Records from a data collection:
....

//! Dynamic code generation, compilation, and execution for metadata-driven
//! applications.
//!
//! User-authored function bodies attached to metadata fragments (entities,
//! tasks, transformers, REST endpoints, custom code) are rendered into
//! complete source units, batch-compiled into a dynamic library, loaded,
//! and indexed by logical name and contract. The active generation is
//! swapped atomically on rebuild; in-flight invocations keep using the
//! generation they resolved against.
//!
//! # Pipeline
//!
//! ```text
//! metadata stores ──> SourceUnitProviders ──> SourceUnits
//!                                                 │
//!                                          Toolchain::compile
//!                                                 │
//!                                          ArtifactLoader::load
//!                                                 │
//! CodeManager ── atomic swap ──> ArtifactRegistry (generation N)
//!                                                 │
//! InvocationDispatcher ── instantiate per call ──> user code
//! ```
//!
//! Generated code compiles against the `crucible-api` crate, which is the
//! only surface the engine and user code share.

pub mod artifact;
pub mod codegen;
pub mod compile;
pub mod dispatch;
pub mod error;
pub mod manager;
pub mod metadata;

pub use dispatch::{EntityEvent, EventKind, InvocationDispatcher, TaskRun};
pub use error::{Error, Result};
pub use manager::{BuildReport, CodeManager, SkippedFragment};
//! The compiler backend boundary.

use crate::codegen::SourceUnit;
use crate::error::Result;

/// Compiles one batch of generated source units into loadable artifacts.
///
/// The engine only ever talks to this trait; swapping the backend (a
/// different compiler, a remote build farm, an in-process test double) must
/// not change anything above it. A batch is all-or-nothing: any error in any
/// unit rejects the whole batch.
pub trait Toolchain: Send + Sync {
    /// Human-readable backend description, for startup logging.
    fn describe(&self) -> String;

    /// Compile the batch. Must not return partial artifacts.
    fn compile(&self, units: &[SourceUnit]) -> Result<super::CompiledBatch>;
}
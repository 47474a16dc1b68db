//! Context for scheduled-task functions.

use crate::context::FunctionContext;
use crate::object::Session;

/// Default upper bound for a single log entry, in characters.
///
/// Oversized entries are truncated with a trailing ellipsis before they
/// reach the run log. Intentional policy, not a bug; adjust per context
/// with [`JobContext::with_log_limit`].
pub const DEFAULT_LOG_LIMIT: usize = 1024;

/// Severity of a job log entry.
#[derive(Debug, Clone, Copy, PartialEq, Eq)]
pub enum LogLevel {
    Info,
    Warning,
    Error,
}

/// One entry in a task run log.
#[derive(Debug, Clone)]
pub struct JobLogEntry {
    pub level: LogLevel,
    pub content: String,
}

/// A named parameter of a task run.
#[derive(Debug, Clone)]
pub struct JobParameter {
    pub name: String,
    pub value: String,
}

/// Context for scheduled-task functions.
///
/// Carries the run's named parameters and collects the log entries the
/// task body emits; the task runner persists them after the run.
#[derive(Debug)]
pub struct JobContext {
    base: FunctionContext,
    parameters: Vec<JobParameter>,
    logs: Vec<JobLogEntry>,
    log_limit: usize,
}

impl JobContext {
    /// Create a job context for one task run.
    pub fn new(base: FunctionContext, parameters: Vec<JobParameter>) -> Self {
        Self {
            base,
            parameters,
            logs: Vec::new(),
            log_limit: DEFAULT_LOG_LIMIT,
        }
    }

    /// Override the per-entry log size limit.
    pub fn with_log_limit(mut self, limit: usize) -> Self {
        self.log_limit = limit;
        self
    }

    /// The transactional session for this run.
    pub fn session(&self) -> &Session {
        self.base.session()
    }

    /// The owning module scope, if any.
    pub fn module(&self) -> Option<&str> {
        self.base.module()
    }

    /// Look up a run parameter by name, case-insensitively.
    pub fn job_parameter(&self, name: &str) -> Option<&str> {
        self.parameters
            .iter()
            .find(|param| param.name.eq_ignore_ascii_case(name))
            .map(|param| param.value.as_str())
    }

    /// Look up a run parameter, falling back to a default.
    pub fn job_parameter_or<'a>(&'a self, name: &str, default: &'a str) -> &'a str {
        self.job_parameter(name).unwrap_or(default)
    }

    /// Whether a run parameter is present.
    pub fn has_job_parameter(&self, name: &str) -> bool {
        self.job_parameter(name).is_some()
    }

    /// Log an informational entry.
    pub fn log_info(&mut self, content: &str) {
        self.log(LogLevel::Info, content);
    }

    /// Log a warning entry.
    pub fn log_warning(&mut self, content: &str) {
        self.log(LogLevel::Warning, content);
    }

    /// Log an error entry.
    pub fn log_error(&mut self, content: &str) {
        self.log(LogLevel::Error, content);
    }

    /// Entries logged so far.
    pub fn logs(&self) -> &[JobLogEntry] {
        &self.logs
    }

    /// Drain the collected log entries.
    pub fn take_logs(&mut self) -> Vec<JobLogEntry> {
        std::mem::take(&mut self.logs)
    }

    fn log(&mut self, level: LogLevel, content: &str) {
        let content = truncate(content, self.log_limit);
        self.logs.push(JobLogEntry { level, content });
    }
}

/// Replace the tail of over-limit `content` with an ellipsis. The result
/// stays strictly under `limit` characters.
fn truncate(content: &str, limit: usize) -> String {
    if content.chars().count() <= limit {
        return content.to_string();
    }
    let keep = limit.saturating_sub(4);
    let mut truncated: String = content.chars().take(keep).collect();
    truncated.push_str("...");
    truncated
}

#[cfg(test)]
mod tests {
    use super::*;

    fn context_with(params: Vec<JobParameter>) -> JobContext {
        let base = FunctionContext::new(Session::new(1), None);
        JobContext::new(base, params)
    }

    #[test]
    fn parameter_lookup_is_case_insensitive() {
        let ctx = context_with(vec![JobParameter {
            name: "BatchSize".into(),
            value: "50".into(),
        }]);

        assert_eq!(ctx.job_parameter("batchsize"), Some("50"));
        assert_eq!(ctx.job_parameter("BATCHSIZE"), Some("50"));
        assert_eq!(ctx.job_parameter("missing"), None);
        assert_eq!(ctx.job_parameter_or("missing", "10"), "10");
        assert!(ctx.has_job_parameter("batchSize"));
    }

    #[test]
    fn long_entries_are_truncated_with_ellipsis() {
        let mut ctx = context_with(Vec::new());
        ctx.log_info(&"x".repeat(2000));

        let entry = &ctx.logs()[0];
        assert_eq!(entry.content.chars().count(), DEFAULT_LOG_LIMIT - 1);
        assert!(entry.content.ends_with("..."));
    }

    #[test]
    fn short_entries_are_kept_verbatim() {
        let mut ctx = context_with(Vec::new());
        ctx.log_warning("low stock");

        let entry = &ctx.logs()[0];
        assert_eq!(entry.level, LogLevel::Warning);
        assert_eq!(entry.content, "low stock");
    }

    #[test]
    fn custom_limit_applies() {
        let base = FunctionContext::new(Session::new(1), None);
        let mut ctx = JobContext::new(base, Vec::new()).with_log_limit(10);
        ctx.log_error("0123456789abcdef");

        assert_eq!(ctx.logs()[0].content, "012345...");
    }

    #[test]
    fn take_logs_drains() {
        let mut ctx = context_with(Vec::new());
        ctx.log_info("one");
        ctx.log_info("two");

        let logs = ctx.take_logs();
        assert_eq!(logs.len(), 2);
        assert!(ctx.logs().is_empty());
    }
}
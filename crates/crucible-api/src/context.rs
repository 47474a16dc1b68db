//! Invocation contexts handed to generated functions.

use serde::{Deserialize, Serialize};
use serde_json::Value;

use crate::object::Session;

/// Definition of a status transition, as seen by a transition hook.
#[derive(Debug, Clone, Serialize, Deserialize)]
pub struct StatusTransition {
    /// Stable internal identifier.
    pub id: u64,
    /// Display name of the transition.
    pub name: String,
    /// Status the object leaves, if any.
    pub source_status: Option<String>,
    /// Status the object enters, if any.
    pub target_status: Option<String>,
}

/// Context for entity lifecycle and transformer functions.
///
/// Carries the transactional session, the owning module scope, the
/// transition definition for status-transition hooks, and a success-message
/// channel the caller may display after the event completes.
#[derive(Debug, Clone)]
pub struct FunctionContext {
    session: Session,
    module: Option<String>,
    status_transition: Option<StatusTransition>,
    success_message: Option<String>,
}

impl FunctionContext {
    /// Create a context bound to a session and module scope.
    pub fn new(session: Session, module: Option<String>) -> Self {
        Self {
            session,
            module,
            status_transition: None,
            success_message: None,
        }
    }

    /// Attach the transition definition for a status-transition event.
    pub fn with_status_transition(mut self, transition: StatusTransition) -> Self {
        self.status_transition = Some(transition);
        self
    }

    /// The transactional session for this invocation.
    pub fn session(&self) -> &Session {
        &self.session
    }

    /// The owning module scope, if any.
    pub fn module(&self) -> Option<&str> {
        self.module.as_deref()
    }

    /// The transition being executed, for transition hooks.
    pub fn status_transition(&self) -> Option<&StatusTransition> {
        self.status_transition.as_ref()
    }

    /// Set the message shown to the user after the event completes.
    pub fn set_success_message(&mut self, message: impl Into<String>) {
        self.success_message = Some(message.into());
    }

    /// The success message set by the function, if any.
    pub fn success_message(&self) -> Option<&str> {
        self.success_message.as_deref()
    }

    /// Take the success message out of the context.
    pub fn take_success_message(&mut self) -> Option<String> {
        self.success_message.take()
    }
}

/// HTTP method of a REST function invocation.
#[derive(Debug, Clone, Copy, PartialEq, Eq, Serialize, Deserialize)]
pub enum RestMethod {
    Get,
    Post,
    Put,
    Delete,
}

/// Context for REST endpoint functions.
///
/// Wraps the base [`FunctionContext`] with the raw request: HTTP method,
/// decoded body, and positional path parameters.
#[derive(Debug)]
pub struct RestContext {
    base: FunctionContext,
    method: RestMethod,
    body: Value,
    parameters: Vec<String>,
}

impl RestContext {
    /// Create a REST context for one request.
    pub fn new(
        base: FunctionContext,
        method: RestMethod,
        body: Value,
        parameters: Vec<String>,
    ) -> Self {
        Self {
            base,
            method,
            body,
            parameters,
        }
    }

    /// The transactional session for this invocation.
    pub fn session(&self) -> &Session {
        self.base.session()
    }

    /// The owning module scope, if any.
    pub fn module(&self) -> Option<&str> {
        self.base.module()
    }

    /// HTTP method of the request.
    pub fn method(&self) -> RestMethod {
        self.method
    }

    /// Decoded request body (JSON `null` when absent).
    pub fn body(&self) -> &Value {
        &self.body
    }

    /// Positional path parameter, if present.
    pub fn parameter(&self, index: usize) -> Option<&str> {
        self.parameters.get(index).map(String::as_str)
    }

    /// All positional path parameters.
    pub fn parameters(&self) -> &[String] {
        &self.parameters
    }
}

#[cfg(test)]
mod tests {
    use super::*;
    use serde_json::json;

    #[test]
    fn success_message_channel() {
        let mut ctx = FunctionContext::new(Session::new(1), Some("sales".into()));
        assert!(ctx.success_message().is_none());

        ctx.set_success_message("two objects merged");
        assert_eq!(ctx.success_message(), Some("two objects merged"));
        assert_eq!(ctx.take_success_message().as_deref(), Some("two objects merged"));
        assert!(ctx.success_message().is_none());
    }

    #[test]
    fn rest_context_accessors() {
        let base = FunctionContext::new(Session::new(2), None);
        let ctx = RestContext::new(
            base,
            RestMethod::Post,
            json!({"qty": 3}),
            vec!["batch".into(), "7".into()],
        );

        assert_eq!(ctx.method(), RestMethod::Post);
        assert_eq!(ctx.body()["qty"], json!(3));
        assert_eq!(ctx.parameter(1), Some("7"));
        assert_eq!(ctx.parameter(2), None);
    }
}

....

Exercise aim: Set down only the lines above that fall between the line holding "pub fn log_info(&mut" and the line holding "an error entry.", inclusive, keeping each exact.

Your response:
    pub fn log_info(&mut self, content: &str) {
        self.log(LogLevel::Info, content);
    }

    /// Log a warning entry.
    pub fn log_warning(&mut self, content: &str) {
        self.log(LogLevel::Warning, content);
    }

    /// Log an error entry.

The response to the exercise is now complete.